* [ASSIGNMENT]
Output, word for word, every line from the line with "pub fn remove(&self, key: &DocKey)" through the final line of the data below.

(EXTRACTED INFORMATION)

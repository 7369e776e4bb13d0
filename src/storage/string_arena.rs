use std::fs::{self, File, OpenOptions};
use std::io::{Read, Seek, SeekFrom, Write};
use std::num::NonZeroUsize;
use std::path::{Path, PathBuf};
use std::sync::Arc;
use std::sync::atomic::{AtomicU64, AtomicUsize, Ordering};
use lru::LruCache;
use parking_lot::{Mutex, RwLock};
use crate::core::error::{Error, ErrorKind, Result};
use crate::storage::layout::string_block_path;

/// Location of a string inside the arena: `(block_id, in_block_pos, len)`
#[derive(Debug, Clone, Copy, PartialEq, Eq, Default)]
pub struct StrPosition {
    pub block_id: u32,
    pub in_block_pos: u32,
    pub len: u32,
}

impl StrPosition {
    pub const SIZE: usize = 12;

    pub fn encode(&self, buf: &mut [u8]) {
        buf[0..4].copy_from_slice(&self.block_id.to_ne_bytes());
        buf[4..8].copy_from_slice(&self.in_block_pos.to_ne_bytes());
        buf[8..12].copy_from_slice(&self.len.to_ne_bytes());
    }

    pub fn decode(buf: &[u8]) -> Self {
        let word = |i: usize| u32::from_ne_bytes([buf[i], buf[i + 1], buf[i + 2], buf[i + 3]]);
        StrPosition {
            block_id: word(0),
            in_block_pos: word(4),
            len: word(8),
        }
    }
}

struct StringBlock {
    file: Mutex<File>,
    len: Mutex<u32>,
}

impl StringBlock {
    fn open(path: &Path, create: bool) -> Result<Self> {
        let file = OpenOptions::new()
            .create(create)
            .read(true)
            .write(true)
            .open(path)?;
        let len = file.metadata()?.len() as u32;
        Ok(StringBlock {
            file: Mutex::new(file),
            len: Mutex::new(len),
        })
    }

    fn len(&self) -> u32 {
        *self.len.lock()
    }

    fn append(&self, bytes: &[u8]) -> Result<u32> {
        let mut len = self.len.lock();
        let pos = *len;
        let mut file = self.file.lock();
        file.seek(SeekFrom::Start(pos as u64))?;
        file.write_all(bytes)?;
        *len += bytes.len() as u32;
        Ok(pos)
    }

    fn read(&self, pos: u32, len: u32) -> Result<Vec<u8>> {
        let mut out = vec![0u8; len as usize];
        let mut file = self.file.lock();
        file.seek(SeekFrom::Start(pos as u64))?;
        file.read_exact(&mut out)?;
        Ok(out)
    }

    fn write_at(&self, pos: u32, bytes: &[u8]) -> Result<()> {
        let mut file = self.file.lock();
        file.seek(SeekFrom::Start(pos as u64))?;
        file.write_all(bytes)?;
        Ok(())
    }
}

/// Append-only variable-length byte arena split into fixed-size blocks
pub struct StringArena {
    dir: PathBuf,
    name: String,
    block_size: u32,
    blocks: RwLock<Vec<Arc<StringBlock>>>,
    cache: Mutex<LruCache<u32, Arc<Vec<u8>>>>,
    cache_size_mb: AtomicUsize,
    generation: AtomicU64,   // bumped under the cache lock on every overwrite
    append_lock: Mutex<()>,
}

fn cache_capacity(cache_size_mb: usize, block_size: u32) -> NonZeroUsize {
    let cached_blocks = (cache_size_mb * 1024 * 1024) / block_size.max(1) as usize;
    NonZeroUsize::new(cached_blocks.max(1)).unwrap_or(NonZeroUsize::MIN)
}

impl StringArena {
    pub fn open(dir: &Path, name: &str, block_size: u32, cache_size_mb: usize) -> Result<Self> {
        fs::create_dir_all(dir.join("strings"))?;

        let mut blocks = Vec::new();
        loop {
            let path = string_block_path(dir, name, blocks.len() as u32);
            if !path.exists() {
                break;
            }
            blocks.push(Arc::new(StringBlock::open(&path, false)?));
        }
        if blocks.is_empty() {
            let path = string_block_path(dir, name, 0);
            blocks.push(Arc::new(StringBlock::open(&path, true)?));
        }

        let cap = cache_capacity(cache_size_mb, block_size);

        Ok(StringArena {
            dir: dir.to_path_buf(),
            name: name.to_string(),
            block_size,
            blocks: RwLock::new(blocks),
            cache: Mutex::new(LruCache::new(cap)),
            cache_size_mb: AtomicUsize::new(cache_size_mb),
            generation: AtomicU64::new(0),
            append_lock: Mutex::new(()),
        })
    }

    pub fn cache_size_mb(&self) -> usize {
        self.cache_size_mb.load(Ordering::Acquire)
    }

    /// Change the block cache budget. Shrinking evicts least recently used blocks.
    pub fn resize_cache(&self, cache_size_mb: usize) {
        let cap = cache_capacity(cache_size_mb, self.block_size);
        self.cache.lock().resize(cap);
        self.cache_size_mb.store(cache_size_mb, Ordering::Release);
        tracing::info!(store = %self.name, cache_size_mb, blocks = cap.get(), "resized string block cache");
    }

    /// Bytes of the blocks currently cached
    pub fn cached_bytes(&self) -> usize {
        self.cache.lock().iter().map(|(_, data)| data.len()).sum()
    }

    pub fn block_count(&self) -> usize {
        self.blocks.read().len()
    }

    /// Append bytes, returning `(block_id, in_block_pos)`. A string never
    /// straddles two blocks.
    pub fn add(&self, bytes: &[u8]) -> Result<(u32, u32)> {
        let _lock = self.append_lock.lock();

        let (mut block_id, mut block) = {
            let blocks = self.blocks.read();
            let id = blocks.len() as u32 - 1;
            (id, blocks[id as usize].clone())
        };

        let used = block.len();
        if used > 0 && used as u64 + bytes.len() as u64 > self.block_size as u64 {
            block_id += 1;
            let path = string_block_path(&self.dir, &self.name, block_id);
            block = Arc::new(StringBlock::open(&path, true)?);
            self.blocks.write().push(block.clone());
            tracing::debug!(store = %self.name, block_id, "opened new string block");
        }

        let pos = block.append(bytes)?;
        Ok((block_id, pos))
    }

    pub fn get(&self, position: StrPosition) -> Result<Vec<u8>> {
        if position.len == 0 {
            return Ok(Vec::new());
        }

        let (block, sealed) = {
            let blocks = self.blocks.read();
            let block = blocks.get(position.block_id as usize).cloned().ok_or_else(|| {
                Error::new(
                    ErrorKind::OutOfRange,
                    format!("String block {} does not exist in {}", position.block_id, self.name),
                )
            })?;
            (block, (position.block_id as usize) < blocks.len() - 1)
        };

        let end = position.in_block_pos as u64 + position.len as u64;
        if end > block.len() as u64 {
            return Err(Error::new(
                ErrorKind::OutOfRange,
                format!("String at {:?} runs past the end of its block", position),
            ));
        }

        if !sealed {
            return block.read(position.in_block_pos, position.len);
        }

        let data = self.cached_block(position.block_id, &block)?;
        let start = position.in_block_pos as usize;
        Ok(data[start..start + position.len as usize].to_vec())
    }

    fn cached_block(&self, block_id: u32, block: &StringBlock) -> Result<Arc<Vec<u8>>> {
        if let Some(data) = self.cache.lock().get(&block_id) {
            return Ok(data.clone());
        }
        let generation = self.generation.load(Ordering::Acquire);
        let data = Arc::new(block.read(0, block.len())?);

        // an overwrite since the read makes this copy stale
        let mut cache = self.cache.lock();
        if self.generation.load(Ordering::Acquire) == generation {
            cache.put(block_id, data.clone());
        }
        Ok(data)
    }

    /// Overwrite a string in place. The caller guarantees it fits.
    pub fn overwrite(&self, block_id: u32, pos: u32, bytes: &[u8]) -> Result<()> {
        let block = self.blocks.read().get(block_id as usize).cloned().ok_or_else(|| {
            Error::new(
                ErrorKind::OutOfRange,
                format!("String block {} does not exist in {}", block_id, self.name),
            )
        })?;
        block.write_at(pos, bytes)?;

        let mut cache = self.cache.lock();
        self.generation.fetch_add(1, Ordering::AcqRel);
        cache.pop(&block_id);
        Ok(())
    }

    pub fn sync(&self) -> Result<()> {
        for block in self.blocks.read().iter() {
            block.file.lock().sync_all()?;
        }
        Ok(())
    }
}
use ahash::RandomState;
use dashmap::DashMap;
use dashmap::mapref::entry::Entry;
use crate::core::types::DocKey;

// Fixed seeds keep string-key hashes identical across processes
const SEEDS: [u64; 4] = [
    0x243f_6a88_85a3_08d3,
    0x1319_8a2e_0370_7344,
    0xa409_3822_299f_31d0,
    0x082e_fa98_ec4e_6c89,
];

/// Concurrent external key -> docid map.
///
/// String keys are stored by their 64-bit hash, integer keys by value.
pub struct KeyMap {
    map: DashMap<u64, u32>,
    hasher: RandomState,
}

impl KeyMap {
    pub fn new() -> Self {
        KeyMap {
            map: DashMap::new(),
            hasher: RandomState::with_seeds(SEEDS[0], SEEDS[1], SEEDS[2], SEEDS[3]),
        }
    }

    fn slot(&self, key: &DocKey) -> u64 {
        match key {
            DocKey::Str(s) => self.hasher.hash_one(s.as_bytes()),
            DocKey::Long(v) => *v as u64,
        }
    }

    /// Map `key` to `docid`, returning the docid it replaced
    pub fn insert(&self, key: &DocKey, docid: u32) -> Option<u32> {
        self.map.insert(self.slot(key), docid)
    }

    /// Map `key` to `docid` unless it already maps to a later docid
    pub fn insert_latest(&self, key: &DocKey, docid: u32) {
        match self.map.entry(self.slot(key)) {
            Entry::Occupied(mut e) => {
                if *e.get() < docid {
                    e.insert(docid);
                }
            }
            Entry::Vacant(e) => {
                e.insert(docid);
            }
        }
    }

    pub fn get(&self, key: &DocKey) -> Option<u32> {
        self.map.get(&self.slot(key)).map(|v| *v)
    }

    pub fn remove(&self, key: &DocKey) -> Option<u32> {
        self.map.remove(&self.slot(key)).map(|(_, docid)| docid)
    }

    /// Remove `key` only while it still maps to `docid`
    pub fn remove_if(&self, key: &DocKey, docid: u32) -> bool {
        self.map.remove_if(&self.slot(key), |_, v| *v == docid).is_some()
    }

    pub fn len(&self) -> usize {
        self.map.len()
    }

    pub fn is_empty(&self) -> bool {
        self.map.is_empty()
    }

    pub fn clear(&self) {
        self.map.clear();
    }
}

impl Default for KeyMap {
    fn default() -> Self {
        Self::new()
    }
}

(End EXTRACTED INFORMATION)

* [EXERCISE SOLUTION]
    pub fn remove(&self, key: &DocKey) -> Option<u32> {
        self.map.remove(&self.slot(key)).map(|(_, docid)| docid)
    }

    /// Remove `key` only while it still maps to `docid`
    pub fn remove_if(&self, key: &DocKey, docid: u32) -> bool {
        self.map.remove_if(&self.slot(key), |_, v| *v == docid).is_some()
    }

    pub fn len(&self) -> usize {
        self.map.len()
    }

    pub fn is_empty(&self) -> bool {
        self.map.is_empty()
    }

    pub fn clear(&self) {
        self.map.clear();
    }
}

impl Default for KeyMap {
    fn default() -> Self {
        Self::new()
    }
}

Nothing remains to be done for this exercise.